Project Summary
Influenza has a significant global impact on public health each year even after the COVID-19 pandemic. In the
United States, the illness affects over 35 million people, causes 710,000 hospitalizations and about 47,000
deaths per year. The strongest public health response to this is the annual vaccine, planned and
manufactured several months ahead of the flu season. Globally, the World Health Organization makes
recommendations for vaccine content and national agencies select the most appropriate strain. The
effectiveness of the vaccine varies from year-to-year and even within the same season. Vaccine effectiveness
(VE) data guides the response of state and local public health agencies to influenza epidemics and
pandemics. VE estimates impact the success of vaccination campaigns, allow agencies to estimate the
number of illnesses, hospitalizations, and deaths caused by influenza, and to implement targeted public
health control measures and outreach campaigns if the VE is low.
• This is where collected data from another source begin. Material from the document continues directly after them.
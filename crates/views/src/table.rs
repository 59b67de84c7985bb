//! Generic paginated table with a desktop row layout and a card layout for
//! narrow viewports.

use async_trait::async_trait;
use serde::Serialize;
use serde_json::Value;
use tracing::{debug, error};
use unicode_width::UnicodeWidthChar;

use crate::viewport::LayoutMode;

pub const DEFAULT_ROWS_PER_PAGE: usize = 10;
/// Scalar cells never take more than this many display lines.
pub const CLAMP_LINES: usize = 2;

const DEFAULT_EMPTY_MESSAGE: &str = "No data available.";
const MISSING_CELL: &str = "-";

#[derive(Debug, Clone, PartialEq, Eq)]
pub struct Action {
    pub id: String,
    pub label: String,
}

#[derive(Debug, Clone, PartialEq)]
pub enum Cell {
    Text(String),
    Number(f64),
    /// A control rendered inside the cell; activating it never counts as a row click.
    Action(Action),
    /// Pre-rendered content passed through untouched.
    Markup(String),
    Empty,
}

impl Cell {
    pub fn text(value: impl Into<String>) -> Self {
        Self::Text(value.into())
    }

    pub fn action(id: impl Into<String>, label: impl Into<String>) -> Self {
        Self::Action(Action {
            id: id.into(),
            label: label.into(),
        })
    }

    pub fn from_json(value: &Value) -> Self {
        match value {
            Value::Null => Self::Empty,
            Value::String(text) => Self::Text(text.clone()),
            Value::Number(number) => number.as_f64().map_or(Self::Empty, Self::Number),
            Value::Bool(flag) => Self::Text(flag.to_string()),
            other => Self::Markup(other.to_string()),
        }
    }

    pub fn is_scalar(&self) -> bool {
        matches!(self, Self::Text(_) | Self::Number(_))
    }

    pub fn display(&self) -> String {
        match self {
            Self::Text(text) => text.clone(),
            Self::Number(number) => number.to_string(),
            Self::Action(action) => action.label.clone(),
            Self::Markup(markup) => markup.clone(),
            Self::Empty => String::new(),
        }
    }

    /// Scalar content wrapped to `width` columns and clamped; `None` for
    /// controls and markup, which are never clamped.
    pub fn clamped(&self, width: usize) -> Option<Clamped> {
        self.is_scalar()
            .then(|| clamp_lines(&self.display(), width, CLAMP_LINES))
    }
}

#[derive(Debug, Clone, PartialEq, Eq)]
pub struct Clamped {
    pub lines: Vec<String>,
    pub truncated: bool,
    /// Untruncated value for on-demand disclosure.
    pub full: String,
}

pub fn clamp_lines(text: &str, width: usize, max_lines: usize) -> Clamped {
    let width = width.max(1);
    let max_lines = max_lines.max(1);

    let mut lines = Vec::new();
    for raw in text.lines() {
        let mut current = String::new();
        let mut used = 0;
        for ch in raw.chars() {
            let ch_width = ch.width().unwrap_or(0);
            if used + ch_width > width && !current.is_empty() {
                lines.push(std::mem::take(&mut current));
                used = 0;
            }
            current.push(ch);
            used += ch_width;
        }
        lines.push(current);
    }
    if lines.is_empty() {
        lines.push(String::new());
    }

    let truncated = lines.len() > max_lines;
    if truncated {
        lines.truncate(max_lines);
        if let Some(last) = lines.last_mut() {
            *last = with_ellipsis(last, width);
        }
    }

    Clamped {
        lines,
        truncated,
        full: text.to_string(),
    }
}

fn with_ellipsis(line: &str, width: usize) -> String {
    let budget = width.saturating_sub(1);
    let mut out = String::new();
    let mut used = 0;
    for ch in line.chars() {
        let ch_width = ch.width().unwrap_or(0);
        if used + ch_width > budget {
            break;
        }
        out.push(ch);
        used += ch_width;
    }
    out.push('…');
    out
}

/// Identity of a row: the record's `id` field when it has a usable one,
/// otherwise its position in the whole collection.
#[derive(Debug, Clone, PartialEq, Eq, Hash)]
pub enum RowKey {
    Id(String),
    Index(usize),
}

#[derive(Debug, Clone, Copy, PartialEq, Eq)]
pub struct PageParams {
    pub index: usize,
}

/// Server-side reload hook invoked after a page change.
#[async_trait]
pub trait PageLoader: Send + Sync {
    async fn fetch_page(&self, params: PageParams) -> anyhow::Result<()>;
}

pub enum ClickOutcome<'a, T> {
    Row(&'a T),
    Control(Action),
    Absorbed,
}

#[derive(Debug, Clone, PartialEq)]
pub struct TableView {
    pub title: Option<String>,
    pub headers: Vec<String>,
    pub body: TableBody,
    pub pagination: Option<PaginationBar>,
    pub loading: bool,
}

#[derive(Debug, Clone, PartialEq)]
pub enum TableBody {
    Empty(String),
    Rows(Vec<RowView>),
    Cards(Vec<CardView>),
}

#[derive(Debug, Clone, PartialEq)]
pub struct RowView {
    pub key: RowKey,
    pub cells: Vec<Cell>,
    pub highlighted: bool,
}

#[derive(Debug, Clone, PartialEq)]
pub struct CardView {
    pub key: RowKey,
    pub title: String,
    pub subtitle: String,
    pub fields: Vec<CardField>,
    pub highlighted: bool,
}

#[derive(Debug, Clone, PartialEq)]
pub struct CardField {
    pub label: String,
    pub value: Cell,
}

#[derive(Debug, Clone, Copy, PartialEq, Eq)]
pub struct PaginationBar {
    pub page: usize,
    pub page_count: usize,
}

impl PaginationBar {
    pub fn can_go_back(&self) -> bool {
        self.page > 1
    }

    pub fn can_go_forward(&self) -> bool {
        self.page < self.page_count
    }

    pub fn label(&self) -> String {
        format!("Page {} of {}", self.page, self.page_count)
    }
}

pub type RowRenderer<T> = Box<dyn Fn(&T) -> Vec<Cell> + Send + Sync>;

pub struct Table<T> {
    headers: Vec<String>,
    data: Vec<T>,
    render_row: Option<RowRenderer<T>>,
    rows_per_page: usize,
    current_page: usize,
    active_row: Option<RowKey>,
    title: Option<String>,
    empty_message: String,
    loading: bool,
}

impl<T: Serialize> Table<T> {
    pub fn new<I, S>(headers: I) -> Self
    where
        I: IntoIterator<Item = S>,
        S: Into<String>,
    {
        Self {
            headers: headers.into_iter().map(Into::into).collect(),
            data: Vec::new(),
            render_row: None,
            rows_per_page: DEFAULT_ROWS_PER_PAGE,
            current_page: 1,
            active_row: None,
            title: None,
            empty_message: DEFAULT_EMPTY_MESSAGE.to_string(),
            loading: false,
        }
    }

    pub fn with_renderer(mut self, render: impl Fn(&T) -> Vec<Cell> + Send + Sync + 'static) -> Self {
        self.render_row = Some(Box::new(render));
        self
    }

    pub fn with_rows_per_page(mut self, rows_per_page: usize) -> Self {
        self.rows_per_page = rows_per_page.max(1);
        self.current_page = 1;
        self
    }

    pub fn with_title(mut self, title: impl Into<String>) -> Self {
        self.title = Some(title.into());
        self
    }

    pub fn with_empty_message(mut self, message: impl Into<String>) -> Self {
        self.empty_message = message.into();
        self
    }

    pub fn headers(&self) -> &[String] {
        &self.headers
    }

    pub fn data(&self) -> &[T] {
        &self.data
    }

    pub fn len(&self) -> usize {
        self.data.len()
    }

    pub fn is_empty(&self) -> bool {
        self.data.is_empty()
    }

    pub fn rows_per_page(&self) -> usize {
        self.rows_per_page
    }

    /// Replaces the collection wholesale and returns to the first page.
    pub fn set_data(&mut self, data: Vec<T>) {
        debug!(rows = data.len(), "table data replaced");
        self.data = data;
        self.current_page = 1;
    }

    pub fn page_count(&self) -> usize {
        self.data.len().div_ceil(self.rows_per_page).max(1)
    }

    pub fn current_page(&self) -> usize {
        self.current_page
    }

    pub fn visible(&self) -> &[T] {
        let start = (self.current_page - 1) * self.rows_per_page;
        let end = (start + self.rows_per_page).min(self.data.len());
        self.data.get(start..end).unwrap_or(&[])
    }

    /// Moves to `page` when it lies in `1..=page_count`; anything else is ignored.
    pub fn go_to_page(&mut self, page: usize) -> bool {
        if page < 1 || page > self.page_count() {
            return false;
        }
        self.current_page = page;
        true
    }

    pub fn first_page(&mut self) -> bool {
        self.go_to_page(1)
    }

    pub fn previous_page(&mut self) -> bool {
        self.go_to_page(self.current_page.saturating_sub(1))
    }

    pub fn next_page(&mut self) -> bool {
        self.go_to_page(self.current_page + 1)
    }

    pub fn last_page(&mut self) -> bool {
        self.go_to_page(self.page_count())
    }

    /// Page change followed by a reload through `loader`. The loading flag is
    /// raised for the duration of the call; loader failures are logged and
    /// otherwise ignored.
    pub async fn go_to_page_and_load(&mut self, page: usize, loader: &dyn PageLoader) -> bool {
        if !self.go_to_page(page) {
            return false;
        }

        self.loading = true;
        if let Err(err) = loader.fetch_page(PageParams { index: page }).await {
            error!(page, "table reload failed: {err:#}");
        }
        self.loading = false;
        true
    }

    pub fn is_loading(&self) -> bool {
        self.loading
    }

    pub fn set_active_row(&mut self, key: Option<RowKey>) {
        self.active_row = key;
    }

    pub fn active_row(&self) -> Option<&RowKey> {
        self.active_row.as_ref()
    }

    /// Key of the `row`-th visible record.
    pub fn key_of(&self, row: usize) -> Option<RowKey> {
        let item = self.visible().get(row)?;
        Some(row_key(item, self.absolute_index(row)))
    }

    /// Exactly one cell per header.
    pub fn cells_for(&self, item: &T) -> Vec<Cell> {
        let mut cells = match &self.render_row {
            Some(render) => render(item),
            None => fallback_cells(item),
        };
        cells.resize(self.headers.len(), Cell::Empty);
        cells
    }

    /// Resolves a click on the `row`-th visible record. Clicking a control
    /// or markup cell never reaches the row handler.
    pub fn click(&self, row: usize, column: Option<usize>) -> Option<ClickOutcome<'_, T>> {
        let item = self.visible().get(row)?;
        let Some(column) = column else {
            return Some(ClickOutcome::Row(item));
        };

        let outcome = match self.cells_for(item).into_iter().nth(column) {
            Some(Cell::Action(action)) => ClickOutcome::Control(action),
            Some(Cell::Markup(_)) => ClickOutcome::Absorbed,
            _ => ClickOutcome::Row(item),
        };
        Some(outcome)
    }

    pub fn view(&self, mode: LayoutMode) -> TableView {
        let visible = self.visible();
        let body = if visible.is_empty() {
            TableBody::Empty(self.empty_message.clone())
        } else {
            match mode {
                LayoutMode::Desktop => TableBody::Rows(self.rows(visible)),
                LayoutMode::Mobile => TableBody::Cards(self.cards(visible)),
            }
        };

        let page_count = self.page_count();
        TableView {
            title: self.title.clone(),
            headers: self.headers.clone(),
            body,
            pagination: (page_count > 1).then_some(PaginationBar {
                page: self.current_page,
                page_count,
            }),
            loading: self.is_loading(),
        }
    }

    fn rows(&self, visible: &[T]) -> Vec<RowView> {
        visible
            .iter()
            .enumerate()
            .map(|(row, item)| {
                let key = row_key(item, self.absolute_index(row));
                RowView {
                    highlighted: self.active_row.as_ref() == Some(&key),
                    key,
                    cells: self.cells_for(item),
                }
            })
            .collect()
    }

    fn cards(&self, visible: &[T]) -> Vec<CardView> {
        let subtitle = format!("{} / {} records", visible.len(), self.data.len());
        visible
            .iter()
            .enumerate()
            .map(|(row, item)| {
                let key = row_key(item, self.absolute_index(row));
                let fields = self
                    .headers
                    .iter()
                    .zip(self.cells_for(item))
                    .filter(|(_, cell)| !matches!(cell, Cell::Action(_)))
                    .map(|(label, cell)| CardField {
                        label: label.clone(),
                        value: match cell {
                            Cell::Empty => Cell::text(MISSING_CELL),
                            other => other,
                        },
                    })
                    .collect();
                CardView {
                    highlighted: self.active_row.as_ref() == Some(&key),
                    key,
                    title: self
                        .title
                        .clone()
                        .unwrap_or_else(|| format!("Record {}", row + 1)),
                    subtitle: subtitle.clone(),
                    fields,
                }
            })
            .collect()
    }

    fn absolute_index(&self, row: usize) -> usize {
        (self.current_page - 1) * self.rows_per_page + row
    }
}

fn fallback_cells<T: Serialize>(item: &T) -> Vec<Cell> {
    match serde_json::to_value(item) {
        Ok(Value::Object(fields)) => fields.values().map(Cell::from_json).collect(),
        Ok(Value::Array(values)) => values.iter().map(Cell::from_json).collect(),
        Ok(scalar) => vec![Cell::from_json(&scalar)],
        Err(err) => {
            debug!("row could not be serialized: {err}");
            Vec::new()
        }
    }
}

fn row_key<T: Serialize>(item: &T, index: usize) -> RowKey {
    let id = match serde_json::to_value(item) {
        Ok(Value::Object(mut fields)) => fields.remove("id"),
        _ => None,
    };
    match id {
        Some(Value::String(id)) if !id.is_empty() => RowKey::Id(id),
        Some(Value::Number(id)) if id.as_f64() != Some(0.0) => RowKey::Id(id.to_string()),
        _ => RowKey::Index(index),
    }
}

#[cfg(test)]
#[path = "tests/table_tests.rs"]
mod tests;
//! Serde helpers for the loosely typed JSON the inventory backend emits.

use chrono::{DateTime, NaiveDate, NaiveDateTime};
use serde::{de::Error as _, Deserialize, Deserializer};
use serde_json::Value;

const TIMESTAMP_FORMAT: &str = "%Y-%m-%dT%H:%M:%S";

/// Parses the timestamp shapes seen on the wire: a bare local date-time, an
/// RFC 3339 instant (kept as wall-clock time), or a plain date at midnight.
pub(crate) fn parse_timestamp(raw: &str) -> Option<NaiveDateTime> {
    let raw = raw.trim();
    if let Ok(ts) = NaiveDateTime::parse_from_str(raw, "%Y-%m-%dT%H:%M:%S%.f") {
        return Some(ts);
    }
    if let Ok(ts) = NaiveDateTime::parse_from_str(raw, "%Y-%m-%d %H:%M:%S%.f") {
        return Some(ts);
    }
    if let Ok(ts) = DateTime::parse_from_rfc3339(raw) {
        return Some(ts.naive_local());
    }
    NaiveDate::parse_from_str(raw, "%Y-%m-%d")
        .ok()
        .and_then(|date| date.and_hms_opt(0, 0, 0))
}

pub(crate) mod timestamp {
    use chrono::NaiveDateTime;
    use serde::{de::Error as _, Deserialize, Deserializer, Serializer};

    use super::{parse_timestamp, TIMESTAMP_FORMAT};

    pub fn serialize<S>(value: &Option<NaiveDateTime>, serializer: S) -> Result<S::Ok, S::Error>
    where
        S: Serializer,
    {
        match value {
            Some(ts) => serializer.serialize_str(&ts.format(TIMESTAMP_FORMAT).to_string()),
            None => serializer.serialize_none(),
        }
    }

    pub fn deserialize<'de, D>(deserializer: D) -> Result<Option<NaiveDateTime>, D::Error>
    where
        D: Deserializer<'de>,
    {
        let Some(raw) = Option::<String>::deserialize(deserializer)? else {
            return Ok(None);
        };
        if raw.trim().is_empty() {
            return Ok(None);
        }
        parse_timestamp(&raw)
            .map(Some)
            .ok_or_else(|| D::Error::custom(format!("unrecognized timestamp: {raw}")))
    }
}

/// Report bounds go out as local date-times covering whole days: the first
/// day from midnight, the last day up to its final second.
pub(crate) mod day_bound {
    use chrono::NaiveDate;
    use serde::{de::Error as _, Deserialize, Deserializer, Serializer};

    use super::parse_timestamp;

    fn at<S>(value: &Option<NaiveDate>, time: &str, serializer: S) -> Result<S::Ok, S::Error>
    where
        S: Serializer,
    {
        match value {
            Some(date) => serializer.serialize_str(&format!("{}T{time}", date.format("%Y-%m-%d"))),
            None => serializer.serialize_none(),
        }
    }

    pub fn serialize_start<S>(value: &Option<NaiveDate>, serializer: S) -> Result<S::Ok, S::Error>
    where
        S: Serializer,
    {
        at(value, "00:00:00", serializer)
    }

    pub fn serialize_end<S>(value: &Option<NaiveDate>, serializer: S) -> Result<S::Ok, S::Error>
    where
        S: Serializer,
    {
        at(value, "23:59:59", serializer)
    }

    pub fn deserialize<'de, D>(deserializer: D) -> Result<Option<NaiveDate>, D::Error>
    where
        D: Deserializer<'de>,
    {
        let Some(raw) = Option::<String>::deserialize(deserializer)? else {
            return Ok(None);
        };
        parse_timestamp(&raw)
            .map(|ts| Some(ts.date()))
            .ok_or_else(|| D::Error::custom(format!("unrecognized date: {raw}")))
    }
}

/// Accepts a JSON string or number and yields its text form.
pub(crate) fn string_or_number<'de, D>(deserializer: D) -> Result<Option<String>, D::Error>
where
    D: Deserializer<'de>,
{
    match Option::<Value>::deserialize(deserializer)? {
        None | Some(Value::Null) => Ok(None),
        Some(Value::String(text)) => Ok(Some(text)),
        Some(Value::Number(number)) => Ok(Some(number.to_string())),
        Some(Value::Bool(flag)) => Ok(Some(flag.to_string())),
        Some(other) => Err(D::Error::custom(format!(
            "expected string or number, got {other}"
        ))),
    }
}

/// Like [`string_or_number`] but tolerates anything by falling back to `None`
/// for integer-ish fields such as `num`.
pub(crate) fn lenient_i64<'de, D>(deserializer: D) -> Result<Option<i64>, D::Error>
where
    D: Deserializer<'de>,
{
    Ok(match Option::<Value>::deserialize(deserializer)? {
        Some(Value::Number(number)) => number
            .as_i64()
            .or_else(|| number.as_f64().filter(|v| v.fract() == 0.0).map(|v| v as i64)),
        Some(Value::String(text)) => text.trim().parse().ok(),
        _ => None,
    })
}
The CDC estimates VE annually through
the Influenza Vaccine Effectiveness Network (US Flu VE Network). While the CDC's efforts to track flu cases
(FluView) and vaccination rates (FluVaxView), collect data continuously from hundreds of sites, the US Flu
VE Network runs only at participating clinics in a limited number of states, with each site enrolling around
1,000 participants with influenza-like illness (ILI) each year as a part of a test-negative design. The CDC
estimates are the US gold standard but have two main limitations: (i) they include only a limited number of
states and subjects, and (ii) the interim report is not published until late into the flu season. Here, we propose
to use social media (SM) data for addressing these limitations. SM is abundantly available across the US in
near real-time and can be used as complementary data for calculating VE. Based on separately funded work,
we have already collected suitable Twitter user datasets and we propose to develop automated methods to
identify those that report taking a flu test or a diagnosis of flu. For these individuals, we will analyze their
tweets over time to determine vaccination status, test results, and demographic information. We have shown
that SM data collected using our systematic Natural Language Processing (NLP) approach can be used for
epidemiology and, per the latest Pew report, is representative of the population. Our specific aims of this
project are to: (1) develop and evaluate an NLP framework to calculate influenza VE including analysis of
timelines for concept extraction relevant to VE and (2) develop and evaluate a real-time VE estimation system
that uses longitudinal SM data and accounts for biases, uncertainty, and missing data in vaccination status or
influenza diagnosis. Real-time, early VE estimation as we propose could aid preparedness from public health
authorities and clinicians, potentially reducing influenza morbidity and mortality. If successful, this will be the
first automated approach to near real-time estimation of VE in the United States, providing a viable, relatively
low-cost alternative solution to a significant problem.